** Opening Records for this exercise block **
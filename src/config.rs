//! Shared configuration system for desktop and ESP32.
//!
//! Uses `heapless::String` for `no_std` compatibility while remaining
//! ergonomic to use on desktop with `std`.
//!
//! # Example
//!
//! ```rust
//! use rs_reps::config::{Config, SessionConfig, WebConfig};
//!
//! // Use defaults
//! let config = Config::default();
//! assert_eq!(config.timing.debounce_ms, 250);
//!
//! // Or customize
//! let config = Config::default()
//!     .with_web(WebConfig::default().with_port(80))
//!     .with_session(SessionConfig::default().with_reset_detectors_on_resume(true));
//! ```

use heapless::String as HString;

/// Maximum length for short config strings (SSIDs, device names)
pub const MAX_SHORT_STRING: usize = 64;

/// Type alias for short config strings
pub type ShortString = HString<MAX_SHORT_STRING>;

/// Longest SSID 802.11 allows, in bytes
pub const MAX_SSID_LEN: usize = 32;

// ============================================================================
// Helper for creating heapless strings
// ============================================================================

/// Create a ShortString from a &str, truncating at a char boundary if too long
pub fn short_string(s: &str) -> ShortString {
    let mut hs = ShortString::new();
    let valid_end = s
        .char_indices()
        .map(|(i, c)| i + c.len_utf8())
        .take_while(|end| *end <= MAX_SHORT_STRING)
        .last()
        .unwrap_or(0);
    let _ = hs.push_str(&s[..valid_end]);
    hs
}

// ============================================================================
// Main Config
// ============================================================================

/// Complete application configuration
#[derive(Clone, Debug, Default)]
#[cfg_attr(feature = "serde", derive(serde::Serialize, serde::Deserialize))]
pub struct Config {
    /// WiFi connection configuration
    pub wifi: WifiConfig,
    /// Web server configuration
    pub web: WebConfig,
    /// Control loop timing
    pub timing: TimingConfig,
    /// Workout session behaviour
    pub session: SessionConfig,
    /// Device identification
    pub device: DeviceConfig,
}

impl Config {
    /// Set WiFi configuration
    pub fn with_wifi(mut self, wifi: WifiConfig) -> Self {
        self.wifi = wifi;
        self
    }

    /// Set web configuration
    pub fn with_web(mut self, web: WebConfig) -> Self {
        self.web = web;
        self
    }

    /// Set timing configuration
    pub fn with_timing(mut self, timing: TimingConfig) -> Self {
        self.timing = timing;
        self
    }

    /// Set session configuration
    pub fn with_session(mut self, session: SessionConfig) -> Self {
        self.session = session;
        self
    }

    /// Set device configuration
    pub fn with_device(mut self, device: DeviceConfig) -> Self {
        self.device = device;
        self
    }
}

// ============================================================================
// Web Config
// ============================================================================

/// Web server configuration
#[derive(Clone, Debug)]
#[cfg_attr(feature = "serde", derive(serde::Serialize, serde::Deserialize))]
pub struct WebConfig {
    /// Port to listen on
    pub port: u16,
    /// Whether to enable CORS for all origins
    pub cors_permissive: bool,
    /// Whether web server is enabled
    pub enabled: bool,
}

impl Default for WebConfig {
    fn default() -> Self {
        Self {
            port: 8080,
            cors_permissive: true,
            enabled: true,
        }
    }
}

impl WebConfig {
    /// Set the port
    pub fn with_port(mut self, port: u16) -> Self {
        self.port = port;
        self
    }

    /// Set CORS mode
    pub fn with_cors(mut self, permissive: bool) -> Self {
        self.cors_permissive = permissive;
        self
    }

    /// Enable or disable web server
    pub fn with_enabled(mut self, enabled: bool) -> Self {
        self.enabled = enabled;
        self
    }
}

// ============================================================================
// Timing Config
// ============================================================================

/// Control loop timing
#[derive(Clone, Debug)]
#[cfg_attr(feature = "serde", derive(serde::Serialize, serde::Deserialize))]
pub struct TimingConfig {
    /// Button debounce window in milliseconds
    pub debounce_ms: u32,
    /// Loop delay while step counting
    pub step_pacing_ms: u32,
    /// Loop delay in every other mode
    pub loop_interval_ms: u32,
}

impl Default for TimingConfig {
    fn default() -> Self {
        Self {
            debounce_ms: 250,
            step_pacing_ms: 50,
            loop_interval_ms: 10,
        }
    }
}

impl TimingConfig {
    /// Set the debounce window
    pub fn with_debounce_ms(mut self, ms: u32) -> Self {
        self.debounce_ms = ms;
        self
    }

    /// Set the step-counting loop delay
    pub fn with_step_pacing_ms(mut self, ms: u32) -> Self {
        self.step_pacing_ms = ms;
        self
    }

    /// Set the default loop delay
    pub fn with_loop_interval_ms(mut self, ms: u32) -> Self {
        self.loop_interval_ms = ms;
        self
    }
}

// ============================================================================
// Session Config
// ============================================================================

/// Workout session behaviour
#[derive(Clone, Copy, Debug)]
#[cfg_attr(feature = "serde", derive(serde::Serialize, serde::Deserialize))]
pub struct SessionConfig {
    /// How long the completion banner stays up before step counting resumes
    pub complete_dwell_ms: u32,
    /// Disarm every rep detector when a workout is (re)started
    pub reset_detectors_on_resume: bool,
}

impl Default for SessionConfig {
    fn default() -> Self {
        Self {
            complete_dwell_ms: 3000,
            reset_detectors_on_resume: false,
        }
    }
}

impl SessionConfig {
    /// Set the completion dwell
    pub fn with_complete_dwell_ms(mut self, ms: u32) -> Self {
        self.complete_dwell_ms = ms;
        self
    }

    /// Set the detector reset policy
    pub fn with_reset_detectors_on_resume(mut self, reset: bool) -> Self {
        self.reset_detectors_on_resume = reset;
        self
    }
}

// ============================================================================
// WiFi Config
// ============================================================================

/// WiFi connection configuration
#[derive(Clone, Debug)]
#[cfg_attr(feature = "serde", derive(serde::Serialize, serde::Deserialize))]
pub struct WifiConfig {
    /// WiFi network SSID
    pub ssid: ShortString,
    /// WiFi password
    pub password: ShortString,
    /// Whether WiFi is enabled
    pub enabled: bool,
    /// Maximum connection retry attempts (0 = unlimited)
    pub max_retries: u8,
}

impl Default for WifiConfig {
    fn default() -> Self {
        Self {
            ssid: ShortString::new(),
            password: ShortString::new(),
            enabled: true,
            max_retries: 5,
        }
    }
}

impl WifiConfig {
    /// Set the SSID
    pub fn with_ssid(mut self, ssid: &str) -> Self {
        self.ssid = short_string(ssid);
        self
    }

    /// Set the password
    pub fn with_password(mut self, password: &str) -> Self {
        self.password = short_string(password);
        self
    }

    /// Enable or disable WiFi
    pub fn with_enabled(mut self, enabled: bool) -> Self {
        self.enabled = enabled;
        self
    }

    /// Set the maximum retry count
    pub fn with_max_retries(mut self, retries: u8) -> Self {
        self.max_retries = retries;
        self
    }

    /// Check if WiFi credentials are configured
    pub fn is_configured(&self) -> bool {
        !self.ssid.is_empty()
    }

    /// Check the SSID fits the 802.11 limit of [`MAX_SSID_LEN`] bytes.
    ///
    /// `ShortString` holds longer values, which no access point can have.
    pub fn ssid_fits(&self) -> bool {
        self.ssid.len() <= MAX_SSID_LEN
    }
}

// ============================================================================
// Device Config
// ============================================================================

/// Device identification configuration
#[derive(Clone, Debug)]
#[cfg_attr(feature = "serde", derive(serde::Serialize, serde::Deserialize))]
pub struct DeviceConfig {
    /// Human-readable device name, shown on the boot screen
    pub name: ShortString,
}

impl Default for DeviceConfig {
    fn default() -> Self {
        Self {
            name: short_string("rs-reps"),
        }
    }
}

impl DeviceConfig {
    /// Set the device name
    pub fn with_name(mut self, name: &str) -> Self {
        self.name = short_string(name);
        self
    }
}

// ============================================================================
// Tests
// ============================================================================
** Closing Records for this exercise block **
What you will do: Scan the listing for the string "true", then copy every line where it appears.

Exercise answer:
//!     .with_session(SessionConfig::default().with_reset_detectors_on_resume(true));
            cors_permissive: true,
            enabled: true,
            enabled: true,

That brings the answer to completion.